Paris, Dec. 31, 1872.

Gramont's further revelations confirm what I told you in my letter of the 24th. The question is becoming tiresome. I conceive there is no doubt that Beust at Vienna, and Metternich here, fanned the flame of French discontent after Sadowa, with a view to avenging themselves when Austria and France should be ready, and circumstances favourable. I think also that Gramont came back from Vienna full of Beust's warlike ideas, and very well inclined to carry them out. What exchange of letters may have taken place between the two Emperors, or what record of any kind there may be of engagements between the two countries to help one another, it is more difficult to say.

The assertion is that after war had been declared, Austria engaged to move on the 15th September. Others say that she also required that France should have an army in Baden.

This is not inconsistent with her having dissuaded France from war in July, 1870, when she knew positively it would be premature for herself, and probably had some suspicion that France was also not really prepared.

Early in January, 1873, the Emperor Napoleon died at Chiselhurst. The view of Thiers was that this event would render the Bonapartists, for the time, more turbulent and less dangerous. He believed that the Emperor's personal influence had been used to quiet the impatience of his followers, while, on the other hand, his death removed the only member of the family who was popular enough in France to be a formidable candidate. Thiers's childish susceptibility with regard to the Bonapartists showed itself in his expressed hope that the Emperor's death would be followed by the disappearance of the public sympathy in England with the family in its misfortunes.

The opinions of Thiers seem to have been generally prevalent. The Emperor was remarkably kind and courteous to all who approached him; he was a firm friend; not, as a rule, an implacable enemy, and he inspired no small number of people with a warm attachment to him personally. He was also generally popular, and the glittering prosperity of the early part of his reign was attributed by a large part of the common people to his own genius and merits, while they were prone to consider that its disastrous close was due to treason. No other member of the family excited feelings of the same kind, and in France a cause was always so largely identified with an individual that there was no doubt that the hold of the Imperialists upon the country was largely weakened by the loss of their chief.

It is perhaps worth noting that Lord Lyons, although it was notoriously difficult to extract any such opinions from him, did in after years admit reluctantly to me, that although he liked Napoleon III. personally, he had always put a low estimate upon his capacity.

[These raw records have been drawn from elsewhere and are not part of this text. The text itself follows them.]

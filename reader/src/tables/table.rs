use std::sync::Arc;

use snafu::{ensure, OptionExt};

use super::{column::Column, error::*, row::Row, TableTag};

/// Homogeneous collection of rows sharing one record shape.
///
/// The column set is fixed for the lifetime of the table and rows are
/// append-only. Rows are added through the owning [super::Tables], which
/// assigns their transparent indexes.
#[derive(Debug, Clone)]
pub struct Table<T> {
    tag: T,
    columns: Vec<Arc<Column<T>>>,
    rows: Vec<Row<T>>,
}

impl<T: TableTag> Table<T> {
    pub fn new(tag: T, columns: Vec<Arc<Column<T>>>) -> Result<Self, TableError> {
        ensure!(
            !columns.is_empty(),
            EmptyColumnSetSnafu {
                table: tag.to_string(),
            }
        );
        Ok(Self {
            tag,
            columns,
            rows: Vec::new(),
        })
    }

    pub fn tag(&self) -> &T {
        &self.tag
    }

    pub fn columns(&self) -> &[Arc<Column<T>>] {
        &self.columns
    }

    pub fn rows(&self) -> &[Row<T>] {
        &self.rows
    }

    pub fn len(&self) -> usize {
        self.rows.len()
    }

    pub fn is_empty(&self) -> bool {
        self.rows.is_empty()
    }

    /// Row of this table with the transparent index `index`.
    ///
    /// Only this table's rows are searched, so a row registered elsewhere in
    /// the collection under the same index is reported as missing.
    pub fn row(&self, index: u32) -> Result<&Row<T>, TableError> {
        self.rows
            .iter()
            .find(|row| row.index() == index)
            .context(RowNotInTableSnafu {
                index,
                table: self.tag.to_string(),
            })
    }

    /// Append a row, returning its position in [Self::rows].
    pub(crate) fn push(&mut self, row: Row<T>) -> Result<usize, TableError> {
        ensure!(
            row.len() == self.columns.len(),
            CellCountMismatchSnafu {
                table: self.tag.to_string(),
                cells: row.len(),
                columns: self.columns.len(),
            }
        );
        self.rows.push(row);
        Ok(self.rows.len() - 1)
    }
}
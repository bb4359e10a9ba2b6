use std::marker::PhantomData;

use super::{error::TableError, reference::Reference, row::Row, table::Table, Tables, TableTag};

/// Strongly typed view over a generic [Row].
pub trait TypedRow<'a, T: TableTag + 'a>: Sized {
    fn wrap(row: &'a Row<T>) -> Self;

    /// The underlying generic row.
    fn row(&self) -> &'a Row<T>;

    /// Transparent index of the row.
    fn id(&self) -> u32 {
        self.row().index()
    }
}

/// Strongly typed view over a generic [Table].
#[derive(Debug)]
pub struct TypedTable<'a, R, T: TableTag> {
    table: &'a Table<T>,
    marker: PhantomData<fn() -> R>,
}

impl<'a, R, T: TableTag> Clone for TypedTable<'a, R, T> {
    fn clone(&self) -> Self {
        *self
    }
}

impl<'a, R, T: TableTag> Copy for TypedTable<'a, R, T> {}

impl<'a, R: TypedRow<'a, T> + 'a, T: TableTag> TypedTable<'a, R, T> {
    pub fn new(table: &'a Table<T>) -> Self {
        Self {
            table,
            marker: PhantomData,
        }
    }

    pub fn table(&self) -> &'a Table<T> {
        self.table
    }

    /// Row with the transparent index `index`, which must live in this table.
    pub fn get(&self, index: u32) -> Result<R, TableError> {
        self.table.row(index).map(R::wrap)
    }

    pub fn iter(&self) -> impl Iterator<Item = R> + 'a {
        self.table.rows().iter().map(R::wrap)
    }

    pub fn len(&self) -> usize {
        self.table.len()
    }

    pub fn is_empty(&self) -> bool {
        self.table.is_empty()
    }
}

/// Resolve every reference of `references` into a typed row.
pub fn resolve_all<'a, R, T>(root: &'a Tables<T>, references: &[Reference<T>]) -> Result<Vec<R>, TableError>
where
    R: TypedRow<'a, T>,
    T: TableTag,
{
    references
        .iter()
        .map(|reference| reference.resolve(root).map(R::wrap))
        .collect()
}

/// Declare a strongly typed row view over a table of tag type `$tag`.
macro_rules! typed_row {
    ($(#[$meta:meta])* $name:ident, $tag:ty) => {
        $(#[$meta])*
        #[derive(Debug, Clone, Copy)]
        pub struct $name<'a> {
            row: &'a $crate::tables::Row<$tag>,
        }

        impl<'a> $crate::tables::TypedRow<'a, $tag> for $name<'a> {
            fn wrap(row: &'a $crate::tables::Row<$tag>) -> Self {
                Self { row }
            }

            fn row(&self) -> &'a $crate::tables::Row<$tag> {
                self.row
            }
        }
    };
}

pub(crate) use typed_row;
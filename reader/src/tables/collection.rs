use std::{
    collections::HashMap,
    sync::atomic::{AtomicU32, Ordering},
};

use snafu::{ensure, OptionExt};

use super::{error::*, reference::Reference, row::Row, table::Table, TableTag};

/// Collection of all the tables of one pool.
///
/// The collection owns the tables, keyed by tag, and a global row map keyed
/// by transparent index. Transparent indexes are unique across the whole
/// collection, not per table, which lets a [Reference] point anywhere.
#[derive(Debug)]
pub struct Tables<T: TableTag> {
    tables: HashMap<T, Table<T>>,
    /// Registration order of the tables.
    order: Vec<T>,
    /// Transparent index -> (table, position in the table's rows).
    rows: HashMap<u32, (T, usize)>,
    next_row_index: AtomicU32,
}

impl<T: TableTag> Default for Tables<T> {
    fn default() -> Self {
        Self::new()
    }
}

impl<T: TableTag> Tables<T> {
    pub fn new() -> Self {
        Self {
            tables: HashMap::new(),
            order: Vec::new(),
            rows: HashMap::new(),
            next_row_index: AtomicU32::new(0),
        }
    }

    /// Register a table under its tag. A tag can only be registered once.
    pub fn add_table(&mut self, table: Table<T>) -> Result<(), TableError> {
        let tag = table.tag().clone();
        ensure!(
            !self.tables.contains_key(&tag),
            DuplicateTableSnafu {
                table: tag.to_string(),
            }
        );
        self.order.push(tag.clone());
        self.tables.insert(tag, table);
        Ok(())
    }

    /// Table registered under `tag`.
    pub fn table(&self, tag: &T) -> Result<&Table<T>, TableError> {
        self.tables.get(tag).context(TableNotFoundSnafu {
            table: tag.to_string(),
        })
    }

    /// Table registered under `tag`, `None` if it never was.
    pub fn find_table(&self, tag: &T) -> Option<&Table<T>> {
        self.tables.get(tag)
    }

    pub fn contains_table(&self, tag: &T) -> bool {
        self.tables.contains_key(tag)
    }

    /// Tables in registration order.
    pub fn iter(&self) -> impl Iterator<Item = &Table<T>> + '_ {
        self.order.iter().filter_map(|tag| self.tables.get(tag))
    }

    /// Number of tables.
    pub fn len(&self) -> usize {
        self.tables.len()
    }

    pub fn is_empty(&self) -> bool {
        self.tables.is_empty()
    }

    /// Number of rows registered across all tables.
    pub fn row_count(&self) -> usize {
        self.rows.len()
    }

    /// Mint the next transparent index.
    ///
    /// The counter is incremented exactly once per call, so concurrent callers
    /// never observe the same index.
    fn next_index(&self) -> u32 {
        self.next_row_index.fetch_add(1, Ordering::SeqCst) + 1
    }

    /// Register `row` in its table under a freshly minted transparent index.
    pub fn add_row(&mut self, row: Row<T>) -> Result<u32, TableError> {
        let index = self.next_index();
        self.add_row_at(index, row)?;
        Ok(index)
    }

    /// Register `row` in its table under a caller-supplied index.
    ///
    /// The constant pool uses this to align indexes with the class-file slot
    /// numbers.
    pub fn add_row_at(&mut self, index: u32, mut row: Row<T>) -> Result<(), TableError> {
        ensure!(!self.rows.contains_key(&index), DuplicateRowIndexSnafu { index });
        let tag = row.table().clone();
        let table = self.tables.get_mut(&tag).context(TableNotFoundSnafu {
            table: tag.to_string(),
        })?;
        row.set_index(index);
        let position = table.push(row)?;
        self.rows.insert(index, (tag, position));
        Ok(())
    }

    /// Row registered under the transparent index `index`, in any table.
    pub fn row_by_index(&self, index: u32) -> Result<&Row<T>, TableError> {
        self.rows
            .get(&index)
            .and_then(|(tag, position)| self.tables.get(tag)?.rows().get(*position))
            .context(RowNotFoundSnafu { index })
    }

    /// Every registered transparent index, in ascending order.
    pub fn row_indexes(&self) -> Vec<u32> {
        let mut indexes: Vec<u32> = self.rows.keys().copied().collect();
        indexes.sort_unstable();
        indexes
    }

    pub fn resolve(&self, reference: &Reference<T>) -> Result<&Row<T>, TableError> {
        reference.resolve(self)
    }
}

#[cfg(test)]
mod test {
    use std::collections::HashSet;

    use super::*;
    use crate::tables::{column::describe, Cell, ColumnType, Value};

    fn tables() -> Tables<String> {
        let mut tables = Tables::new();
        for name in ["SourceFile", "Signature"] {
            let tag = name.to_string();
            let columns = describe(&tag, &[ColumnType::UInt16], &["index"]).unwrap();
            tables.add_table(Table::new(tag, columns).unwrap()).unwrap();
        }
        tables
    }

    fn row(tables: &Tables<String>, name: &str, value: u16) -> Row<String> {
        let tag = name.to_string();
        let column = tables.table(&tag).unwrap().columns()[0].clone();
        let cell = Cell::new(column, value.into(), Value::UInt16(value), 2).unwrap();
        Row::new(tag, 0, vec![cell]).unwrap()
    }

    #[test]
    fn transparent_indexes_are_unique_across_tables() {
        let mut tables = tables();
        let mut assigned = HashSet::new();
        for i in 0..10u16 {
            let name = if i % 2 == 0 { "SourceFile" } else { "Signature" };
            let row = row(&tables, name, i);
            let index = tables.add_row(row).unwrap();
            assert!(assigned.insert(index), "index {} assigned twice", index);
        }
        assert_eq!(tables.row_count(), 10);
        for index in assigned {
            let row = tables.row_by_index(index).unwrap();
            assert_eq!(row.index(), index);
            let position = (index - 1) as u16;
            assert_eq!(row.u16(0).unwrap(), position);
        }
    }

    #[test]
    fn duplicate_registrations_fail() {
        let mut tables = tables();
        let tag = "SourceFile".to_string();
        let columns = describe(&tag, &[ColumnType::UInt16], &["index"]).unwrap();
        assert!(matches!(
            tables.add_table(Table::new(tag, columns).unwrap()),
            Err(TableError::DuplicateTable { .. })
        ));

        let first = row(&tables, "SourceFile", 1);
        tables.add_row_at(4, first).unwrap();
        let second = row(&tables, "Signature", 2);
        assert!(matches!(
            tables.add_row_at(4, second),
            Err(TableError::DuplicateRowIndex { index: 4 })
        ));
    }

    #[test]
    fn lookups_fail_loudly() {
        let mut tables = tables();
        let index = tables.add_row(row(&tables, "Signature", 3)).unwrap();
        assert!(matches!(
            tables.row_by_index(index + 1),
            Err(TableError::RowNotFound { .. })
        ));
        let source_file = tables.table(&"SourceFile".to_string()).unwrap();
        assert!(matches!(
            source_file.row(index),
            Err(TableError::RowNotInTable { .. })
        ));
        assert!(matches!(
            tables.table(&"Code".to_string()),
            Err(TableError::TableNotFound { .. })
        ));
        assert!(tables.find_table(&"Code".to_string()).is_none());
    }

    #[test]
    fn references_resolve_through_the_collection() {
        let mut tables = tables();
        let index = tables.add_row(row(&tables, "Signature", 9)).unwrap();

        let typed = Reference::new("Signature".to_string(), index);
        let untyped = Reference::<String>::untyped(index);
        let wrong = Reference::new("SourceFile".to_string(), index);

        assert_eq!(typed.resolve(&tables).unwrap().u16(0).unwrap(), 9);
        assert_eq!(tables.resolve(&untyped).unwrap().index(), index);
        assert!(wrong.resolve(&tables).is_err());
        let first = typed.resolve(&tables).unwrap();
        let second = typed.resolve(&tables).unwrap();
        assert_eq!(first, second);
    }

    #[test]
    fn rows_must_fill_every_column() {
        let mut tables: Tables<String> = Tables::new();
        let tag = "EnclosingMethod".to_string();
        let columns = describe(
            &tag,
            &[ColumnType::UInt16, ColumnType::UInt16],
            &["class_index", "method_index"],
        )
        .unwrap();
        let column = columns[0].clone();
        tables.add_table(Table::new(tag.clone(), columns).unwrap()).unwrap();
        let cell = Cell::new(column, 1, Value::UInt16(1), 2).unwrap();
        let row = Row::new(tag, 0, vec![cell]).unwrap();
        assert!(matches!(
            tables.add_row(row),
            Err(TableError::CellCountMismatch { cells: 1, columns: 2, .. })
        ));
    }
}
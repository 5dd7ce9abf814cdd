use tracing::info;

use crate::Event;

/// Renders an event as `{"data": <payload>, "type": <type>, "extensions": <json>}`.
///
/// The payload is echoed as received and the type is not quoted. If the
/// extensions cannot be encoded the field is left empty instead of failing.
pub fn render(event: &Event) -> String {
    let extensions = serde_json::to_string(event.extensions()).unwrap_or_default();
    let data = String::from_utf8_lossy(event.data().unwrap_or_default());
    format!(
        "{{\"data\": {}, \"type\": {}, \"extensions\": {}}}",
        data,
        event.ty(),
        extensions
    )
}

/// Logs one line for the event.
pub fn display(event: &Event) {
    info!("{}", render(event));
}

#[cfg(test)]
mod tests {
    use super::*;

    #[test]
    fn renders_sample_event() {
        let event = Event::builder()
            .id("1")
            .source("/producer")
            .ty("sample.created")
            .data(&br#"{"id": 2}"#[..])
            .extension("priority", 1)
            .build()
            .unwrap();
        assert_eq!(
            render(&event),
            r#"{"data": {"id": 2}, "type": sample.created, "extensions": {"priority":1}}"#
        );
    }

    #[test]
    fn empty_extensions_render_as_object() {
        let event = Event::builder()
            .id("1")
            .source("/producer")
            .ty("ping")
            .build()
            .unwrap();
        assert_eq!(
            render(&event),
            r#"{"data": , "type": ping, "extensions": {}}"#
        );
    }

    #[test]
    fn extensions_are_sorted_and_typed() {
        let event = Event::builder()
            .id("1")
            .source("/producer")
            .ty("t")
            .data(&b"hello"[..])
            .extension("the", 42)
            .extension("heart", "yes")
            .extension("beats", true)
            .build()
            .unwrap();
        assert_eq!(
            render(&event),
            r#"{"data": hello, "type": t, "extensions": {"beats":true,"heart":"yes","the":42}}"#
        );
    }
}
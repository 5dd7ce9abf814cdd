//! CloudEvents data model.
//!
//! An [`Event`] is only ever produced through [`EventBuilder::build`], which
//! checks the required context attributes and extension names, so any
//! `Event` in hand is valid and immutable.

mod binding;

use std::collections::BTreeMap;

use base64::{engine::general_purpose::STANDARD, Engine};
use bytes::Bytes;
use chrono::{DateTime, Utc};
use derive_builder::Builder;
use derive_more::From;
use serde::{Serialize, Serializer};
use strum::{Display, EnumString};

use crate::EventError;

/// Context attribute names; extensions may not reuse them.
const RESERVED: &[&str] = &[
    "specversion",
    "id",
    "source",
    "type",
    "time",
    "datacontenttype",
    "dataschema",
    "subject",
    "data",
    "data_base64",
    "schemaurl",
    "datacontentencoding",
];

#[derive(Debug, Clone, Copy, PartialEq, Eq, Default, Display, EnumString)]
pub enum SpecVersion {
    #[strum(serialize = "0.3")]
    V03,
    #[default]
    #[strum(serialize = "1.0")]
    V10,
}

/// Value of a producer-defined extension attribute.
#[derive(Debug, Clone, PartialEq, From)]
pub enum ExtensionValue {
    Boolean(bool),
    Integer(i64),
    String(String),
    Binary(Vec<u8>),
}

impl From<&str> for ExtensionValue {
    fn from(value: &str) -> Self {
        Self::String(value.to_string())
    }
}

impl From<i32> for ExtensionValue {
    fn from(value: i32) -> Self {
        Self::Integer(value.into())
    }
}

impl Serialize for ExtensionValue {
    fn serialize<S: Serializer>(&self, serializer: S) -> Result<S::Ok, S::Error> {
        match self {
            Self::Boolean(v) => serializer.serialize_bool(*v),
            Self::Integer(v) => serializer.serialize_i64(*v),
            Self::String(v) => serializer.serialize_str(v),
            Self::Binary(v) => serializer.serialize_str(&STANDARD.encode(v)),
        }
    }
}

#[derive(Builder, Debug, Clone, PartialEq)]
#[builder(build_fn(private, name = "_priv_build"))]
pub struct Event {
    #[builder(default)]
    spec_version: SpecVersion,
    #[builder(setter(into))]
    id: String,
    #[builder(setter(into))]
    source: String,
    #[builder(setter(into))]
    ty: String,
    #[builder(setter(into, strip_option), default)]
    time: Option<DateTime<Utc>>,
    #[builder(setter(into, strip_option), default)]
    data_content_type: Option<String>,
    #[builder(setter(into, strip_option), default)]
    data_schema: Option<String>,
    #[builder(setter(into, strip_option), default)]
    subject: Option<String>,
    #[builder(setter(into, strip_option), default)]
    data: Option<Bytes>,
    #[builder(setter(custom), default)]
    extensions: BTreeMap<String, ExtensionValue>,
}

impl Event {
    pub fn builder() -> EventBuilder {
        EventBuilder::default()
    }

    pub fn spec_version(&self) -> SpecVersion {
        self.spec_version
    }

    pub fn id(&self) -> &str {
        &self.id
    }

    pub fn source(&self) -> &str {
        &self.source
    }

    pub fn ty(&self) -> &str {
        &self.ty
    }

    pub fn time(&self) -> Option<&DateTime<Utc>> {
        self.time.as_ref()
    }

    pub fn data_content_type(&self) -> Option<&str> {
        self.data_content_type.as_deref()
    }

    pub fn data_schema(&self) -> Option<&str> {
        self.data_schema.as_deref()
    }

    pub fn subject(&self) -> Option<&str> {
        self.subject.as_deref()
    }

    /// Payload bytes exactly as they arrived on the wire.
    pub fn data(&self) -> Option<&[u8]> {
        self.data.as_deref()
    }

    pub fn extensions(&self) -> &BTreeMap<String, ExtensionValue> {
        &self.extensions
    }
}

impl EventBuilder {
    pub fn build(&self) -> Result<Event, EventError> {
        let event = self._priv_build().map_err(|err| match err {
            EventBuilderError::UninitializedField(field) => {
                EventError::MissingAttribute(attribute_name(field))
            }
            EventBuilderError::ValidationError(reason) => EventError::invalid("event", reason),
        })?;

        for (name, value) in [
            ("id", &event.id),
            ("source", &event.source),
            ("type", &event.ty),
        ] {
            if value.is_empty() {
                return Err(EventError::MissingAttribute(name));
            }
        }
        for name in event.extensions.keys() {
            validate_extension_name(name)?;
        }
        Ok(event)
    }

    pub fn extension(
        &mut self,
        name: impl Into<String>,
        value: impl Into<ExtensionValue>,
    ) -> &mut Self {
        self.extensions
            .get_or_insert_with(BTreeMap::new)
            .insert(name.into(), value.into());
        self
    }
}

fn attribute_name(field: &'static str) -> &'static str {
    match field {
        "ty" => "type",
        "spec_version" => "specversion",
        other => other,
    }
}

fn validate_extension_name(name: &str) -> Result<(), EventError> {
    if name.is_empty() || !name.bytes().all(|b| b.is_ascii_alphanumeric()) {
        return Err(EventError::invalid(
            name,
            "extension names must consist of ASCII letters and digits",
        ));
    }
    if RESERVED.contains(&name) {
        return Err(EventError::invalid(
            name,
            "extension name collides with a context attribute",
        ));
    }
    Ok(())
}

Lord Lyons to Lord Granville.

Jan. 31, 1873.

I cannot say that the political atmosphere grows clearer. The Right are in their hearts as anxious as ever to depose Thiers. They believe as firmly as ever that if he makes the new elections, he will have a Chamber, not only of Republicans, but of very advanced Republicans. They see that all their little endeavours to restrain him and to establish ministerial responsibility will have no political effect. The death of the Emperor has not strengthened Thiers's position with regard to the Right. On the contrary, they are less disposed to bear with him since the removal of the candidate for the Throne of whom they were most afraid, and from whom they justly thought that Thiers would make every effort to shield them. They are consequently, even more than they usually are, employed in casting about for something to put in Thiers's place. The Fusion is again 'almost' made, and MacMahon is again talked of as ready to take the Government during the transition from the Republic to the King.

Orloff, the Russian Ambassador, propounded to me to-day a plan of his own for preventing conflicts between Russia and England in Central Asia. So far as I understood it, it was that England and Russia should enter into a strict alliance, should encourage and protect, by force of arms, commerce between their Asiatic Dominions, and unite them at once by a railroad. He said there was a Russian company already formed which desired to connect the Russian railway system with the Anglo-Indian railways. He told me that Brünnow was always writing that war between England and Russia was imminent and that England was preparing for it. If Brünnow's vaticinations are believed, they may perhaps have a not unwholesome effect upon the Russian Government.

Prince Orloff seems to have had in contemplation that Trans-Persian Railway which has met with the approval of the Russian and British Governments at the present day. The Russian advance in Central Asia in 1872 and 1873 had been the subject of various perfectly futile representations on the part of Her Majesty's Government, but Baron Brünnow must have been a singularly credulous diplomatist if he really believed that we were making preparations for a war with Russia or any one else.